Tag Archives: slow variable

Paul Krugman on Resilience Economics

On Paul Krugman’s Blog he presents a graphical model of the current financial crisis in the US that implicitly discusses how the system lost resilience. He identifies leveraged investments as a slow variable which can lead to the creation of alternative regimes, the possibility for a shock to flip the system from one regime to another, and now possibly a new regime.

Krugman RS

The other day I realized how much the Fed’s attempts to resolve the financial mess resemble sterilized foreign exchange intervention. That set me thinking about other parallels — and I realized how much the stories now being told about “systemic margin calls” and all that resemble the stories we all tried to tell about the Asian financial crisis of 1997-98. Leverage, balance sheet effects, self-reinforcing financial collapse — the details are different, but there are some clear common themes.

…Think of the demand for “securities” — lumping together all the stuff that’s in trouble, from subprime to Alt-A to corporate bonds, as if it were all the same. Ordinarily we’d think of a downward sloping demand curve. At a given point in time, there’s a fixed supply of these securities that has to be held by someone [Normal Situation]

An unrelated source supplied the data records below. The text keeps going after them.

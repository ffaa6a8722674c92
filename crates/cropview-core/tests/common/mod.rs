#![allow(dead_code)]

use image::{Rgba, RgbaImage};

use cropview_core::geometry::{Rect, Size};
use cropview_core::viewport::ViewTransformStore;

/// Opaque image whose pixels encode their own coordinates, so a sampled
/// pixel can be traced back to its source.
pub fn gradient(width: u32, height: u32) -> RgbaImage {
    RgbaImage::from_fn(width, height, |x, y| {
        Rgba([(x % 256) as u8, (y % 256) as u8, ((x + y) % 256) as u8, 255])
    })
}

/// A store already fitted to the given sizes.
pub fn fitted_store(viewport: (f64, f64), natural: (f64, f64)) -> ViewTransformStore {
    let mut store = ViewTransformStore::new();
    store.observe(
        Size::new(viewport.0, viewport.1),
        Size::new(natural.0, natural.1),
    );
    assert!(store.is_fitted());
    store
}

pub fn assert_rect_eq(actual: Rect, expected: Rect, eps: f64) {
    let close = (actual.x - expected.x).abs() <= eps
        && (actual.y - expected.y).abs() <= eps
        && (actual.width - expected.width).abs() <= eps
        && (actual.height - expected.height).abs() <= eps;
    assert!(close, "rect {actual:?} != expected {expected:?}");
}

But in the current situation, a lot of securities are held by market players who have leveraged themselves up. When prices fall beyond a certain point, they get calls from Mr. Margin, and have to sell off some of their holdings to meet those calls. The result can be a stretch of the demand curve that’s sloped the “wrong way”: falling prices actually reduce demand.

In this case, there are two equilibria, H and L. (there’s one in the middle, but it’s unstable) And this introduces the possibility of self-fulfilling panic: if something spooks the market, you can get a “systemic margin call” that causes the whole financial market to go to L, and causes a big, unnecessary price decline. [Highly leveraged investment]

Implicitly, Fed policy seems to be based on the view that if only they can restore confidence — with extra liquidity to the banks, Fed fund rate cuts, whatever — they can get us out of L and back to H. That’s the LTCM model: Rubin and Greenspan met a crisis with a rate cut and a show of confidence, and the whole thing went away.

But at this point a series of rate cuts and other stuff just hasn’t done the trick — which suggests that maybe there isn’t a high-price equilibrium out there at all. Maybe the underlying losses in housing and elsewhere are sufficiently large that the situation really looks like this [current situation?]

And in that case, the Fed can’t rescue the financial markets. All it — and the feds in general — can do is to try to limit the effects of financial crisis on the rest of the economy.